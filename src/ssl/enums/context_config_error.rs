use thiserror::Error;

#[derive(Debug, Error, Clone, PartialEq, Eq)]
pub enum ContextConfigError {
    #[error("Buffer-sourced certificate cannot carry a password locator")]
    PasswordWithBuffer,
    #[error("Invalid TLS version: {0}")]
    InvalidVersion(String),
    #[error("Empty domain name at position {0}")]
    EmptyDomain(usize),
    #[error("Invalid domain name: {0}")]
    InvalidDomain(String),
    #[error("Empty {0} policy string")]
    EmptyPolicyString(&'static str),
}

● ● ● ● ●

Your answer should be every entry above, repeated exactly.

Reply =>
filename src/ssl/enums/context_config_error.rs
use thiserror::Error;

#[derive(Debug, Error, Clone, PartialEq, Eq)]
pub enum ContextConfigError {
    #[error("Buffer-sourced certificate cannot carry a password locator")]
    PasswordWithBuffer,
    #[error("Invalid TLS version: {0}")]
    InvalidVersion(String),
    #[error("Empty domain name at position {0}")]
    EmptyDomain(usize),
    #[error("Invalid domain name: {0}")]
    InvalidDomain(String),
    #[error("Empty {0} policy string")]
    EmptyPolicyString(&'static str),
}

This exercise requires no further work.